Below are the records; copy each line in which "reason" can be found.

» Data shown:

◆ ◆ ◆ ◆ ◆

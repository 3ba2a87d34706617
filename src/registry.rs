//! Session deduplication per server identity.
//!
//! The registry guarantees at most one session per (language, root) pair.
//! Concurrent requests for a not-yet-running identity elect one leader that
//! performs the startup while the others wait on the same outcome, so a burst
//! of opens never spawns duplicate servers.

use std::collections::HashMap;
use std::path::{Path, PathBuf};
use std::sync::Arc;
use std::time::Duration;

use serde_json::Value as JsonValue;
use tokio::sync::watch;

use crate::extension::ExtensionFactory;
use crate::host::EditorCallbacks;
use crate::session::Session;
use crate::transport::{LaunchSpec, TransportFactory};
use crate::{Error, Result};

/// What a session is keyed by: one server per language per project root.
#[derive(Debug, Clone, PartialEq, Eq, Hash)]
pub struct ServerIdentity {
	/// Language the server handles, e.g. `rust`.
	pub language: String,
	/// Project root the server was started for.
	pub root: PathBuf,
}

impl std::fmt::Display for ServerIdentity {
	fn fmt(&self, f: &mut std::fmt::Formatter<'_>) -> std::fmt::Result {
		write!(f, "{}@{}", self.language, self.root.display())
	}
}

/// How to run the server for one language.
#[derive(Debug, Clone)]
pub struct ServerDefinition {
	/// How to launch or connect to the server.
	pub launch: LaunchSpec,
	/// Filenames whose presence marks a project root, e.g. `Cargo.toml`.
	pub root_markers: Vec<String>,
	/// Default request budget for categories without an override.
	pub default_timeout: Duration,
	/// Server-specific options passed in the `initialize` request.
	pub initialization_options: Option<JsonValue>,
	/// Advertise snippet support in completion capabilities.
	pub enable_snippets: bool,
	/// Keep the session running after its last document detaches. Defaults
	/// to `true`: servers usually persist across the last close within a
	/// project. Disable to stop idle sessions eagerly.
	pub keep_alive_when_idle: bool,
}

impl ServerDefinition {
	/// Definition with defaults: 30s budget, no markers, no options, idle
	/// sessions kept alive.
	pub fn new(launch: LaunchSpec) -> Self {
		Self {
			launch,
			root_markers: Vec::new(),
			default_timeout: Duration::from_secs(30),
			initialization_options: None,
			enable_snippets: false,
			keep_alive_when_idle: true,
		}
	}

	/// Set the root marker filenames.
	pub fn root_markers(mut self, markers: impl IntoIterator<Item = impl Into<String>>) -> Self {
		self.root_markers = markers.into_iter().map(Into::into).collect();
		self
	}

	/// Set the default request budget.
	pub fn default_timeout(mut self, timeout: Duration) -> Self {
		self.default_timeout = timeout;
		self
	}

	/// Set server-specific initialization options.
	pub fn initialization_options(mut self, options: JsonValue) -> Self {
		self.initialization_options = Some(options);
		self
	}

	/// Advertise snippet support.
	pub fn enable_snippets(mut self, enabled: bool) -> Self {
		self.enable_snippets = enabled;
		self
	}

	/// Keep the session alive after its last document detaches.
	pub fn keep_alive_when_idle(mut self, keep: bool) -> Self {
		self.keep_alive_when_idle = keep;
		self
	}
}

type StartOutcome = Result<Arc<Session>>;

struct InFlightStart {
	tx: watch::Sender<Option<StartOutcome>>,
	rx: watch::Receiver<Option<StartOutcome>>,
}

/// Holds every running session and deduplicates concurrent startups.
pub struct SessionRegistry {
	definitions: parking_lot::RwLock<HashMap<String, ServerDefinition>>,
	sessions: parking_lot::Mutex<HashMap<ServerIdentity, Arc<Session>>>,
	inflight: parking_lot::Mutex<HashMap<ServerIdentity, Arc<InFlightStart>>>,
	transports: Arc<dyn TransportFactory>,
	extensions: Arc<dyn ExtensionFactory>,
	callbacks: Arc<dyn EditorCallbacks>,
}

impl SessionRegistry {
	/// Create an empty registry.
	pub fn new(
		transports: Arc<dyn TransportFactory>,
		extensions: Arc<dyn ExtensionFactory>,
		callbacks: Arc<dyn EditorCallbacks>,
	) -> Self {
		Self {
			definitions: parking_lot::RwLock::new(HashMap::new()),
			sessions: parking_lot::Mutex::new(HashMap::new()),
			inflight: parking_lot::Mutex::new(HashMap::new()),
			transports,
			extensions,
			callbacks,
		}
	}

	/// Register or replace the server definition for a language. Running
	/// sessions keep the definition they started with.
	pub fn define(&self, language: impl Into<String>, definition: ServerDefinition) {
		self.definitions.write().insert(language.into(), definition);
	}

	/// The registered definition for a language.
	pub fn definition(&self, language: &str) -> Option<ServerDefinition> {
		self.definitions.read().get(language).cloned()
	}

	/// The session for the identity a file resolves to, if one is running.
	pub fn get(&self, language: &str, file_path: &Path) -> Option<Arc<Session>> {
		let definition = self.definition(language)?;
		let identity = ServerIdentity {
			language: language.to_owned(),
			root: find_root_path(file_path, &definition.root_markers),
		};
		self.sessions.lock().get(&identity).cloned()
	}

	/// Every registered session, whatever its status.
	pub fn sessions(&self) -> Vec<Arc<Session>> {
		self.sessions.lock().values().cloned().collect()
	}

	/// Get the session serving `file_path`'s identity, starting one if none
	/// exists.
	///
	/// Concurrent callers for the same identity elect a single leader; all
	/// of them observe the leader's outcome. A session that later crashed is
	/// returned as-is: recovery is an explicit restart, never implicit.
	pub async fn get_or_start(&self, language: &str, file_path: &Path) -> Result<Arc<Session>> {
		let definition = self.definition(language).ok_or_else(|| Error::Startup {
			server: language.to_owned(),
			reason: "no server definition registered".into(),
		})?;
		let identity = ServerIdentity {
			language: language.to_owned(),
			root: find_root_path(file_path, &definition.root_markers),
		};

		loop {
			if let Some(existing) = self.sessions.lock().get(&identity).cloned() {
				return Ok(existing);
			}

			let (flight, is_leader) = {
				let mut inflight = self.inflight.lock();
				if let Some(flight) = inflight.get(&identity) {
					(flight.clone(), false)
				} else {
					let (tx, rx) = watch::channel(None);
					let flight = Arc::new(InFlightStart { tx, rx });
					inflight.insert(identity.clone(), flight.clone());
					(flight, true)
				}
			};

			if !is_leader {
				let mut rx = flight.rx.clone();
				loop {
					let outcome = rx.borrow().clone();
					if let Some(outcome) = outcome {
						return outcome;
					}
					// Every flight holder gone without an outcome: start over.
					if rx.changed().await.is_err() {
						break;
					}
				}
				continue;
			}

			let guard = StartGuard {
				registry: self,
				identity: identity.clone(),
				flight: flight.clone(),
				completed: false,
			};
			let outcome = self.start_session(&identity, &definition).await;
			if let Ok(session) = &outcome {
				self.sessions.lock().insert(identity.clone(), session.clone());
			}
			guard.finish(outcome.clone());
			return outcome;
		}
	}

	async fn start_session(
		&self,
		identity: &ServerIdentity,
		definition: &ServerDefinition,
	) -> StartOutcome {
		tracing::info!(
			identity = %identity,
			server = %definition.launch.display_name(),
			"starting language server session"
		);
		let transport = self.transports.create(&definition.launch, &identity.root);
		let extension = self.extensions.create(identity);
		let session = Session::new(
			identity.clone(),
			definition.clone(),
			transport,
			self.callbacks.clone(),
			extension,
		);
		session.start().await?;
		Ok(session)
	}

	/// Remove a session from the registry and stop it.
	pub async fn remove(&self, identity: &ServerIdentity) -> Result<()> {
		let Some(session) = self.sessions.lock().remove(identity) else {
			return Ok(());
		};
		session.stop().await
	}

	/// Stop every session and empty the registry.
	pub async fn shutdown_all(&self) {
		let sessions: Vec<_> = self.sessions.lock().drain().collect();
		for (identity, session) in sessions {
			if let Err(err) = session.stop().await {
				tracing::warn!(identity = %identity, error = %err, "failed to stop session");
			}
		}
	}
}

/// Un-wedges the inflight map when the leader finishes or is cancelled.
///
/// Waiters block on the flight's watch channel, so a leader that vanishes
/// without publishing would strand them; dropping the guard mid-start
/// publishes a startup error in its place.
struct StartGuard<'a> {
	registry: &'a SessionRegistry,
	identity: ServerIdentity,
	flight: Arc<InFlightStart>,
	completed: bool,
}

impl StartGuard<'_> {
	fn finish(mut self, outcome: StartOutcome) {
		self.registry.inflight.lock().remove(&self.identity);
		let _ = self.flight.tx.send(Some(outcome));
		self.completed = true;
	}
}

impl Drop for StartGuard<'_> {
	fn drop(&mut self) {
		if self.completed {
			return;
		}
		// Cancelled mid-start: clear the entry and hand every waiter a
		// terminal outcome.
		self.registry.inflight.lock().remove(&self.identity);
		let _ = self.flight.tx.send(Some(Err(Error::Startup {
			server: self.identity.to_string(),
			reason: "startup cancelled before completion".into(),
		})));
	}
}

/// Resolve the project root for a file: the nearest ancestor directory
/// holding one of the marker files, or the file's own directory when none
/// does.
fn find_root_path(file_path: &Path, root_markers: &[String]) -> PathBuf {
	let abs_path = file_path
		.canonicalize()
		.unwrap_or_else(|_| std::env::current_dir().unwrap_or_default().join(file_path));
	let start_dir = if abs_path.is_file() {
		abs_path.parent().unwrap_or(&abs_path).to_path_buf()
	} else {
		abs_path
	};
	let marked = start_dir
		.ancestors()
		.find(|dir| root_markers.iter().any(|marker| dir.join(marker).exists()))
		.map(Path::to_path_buf);
	marked.unwrap_or(start_dir)
}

◆ ◆ ◆ ◆ ◆

» Answer to this exercise:
			reason: "no server definition registered".into(),
			reason: "startup cancelled before completion".into(),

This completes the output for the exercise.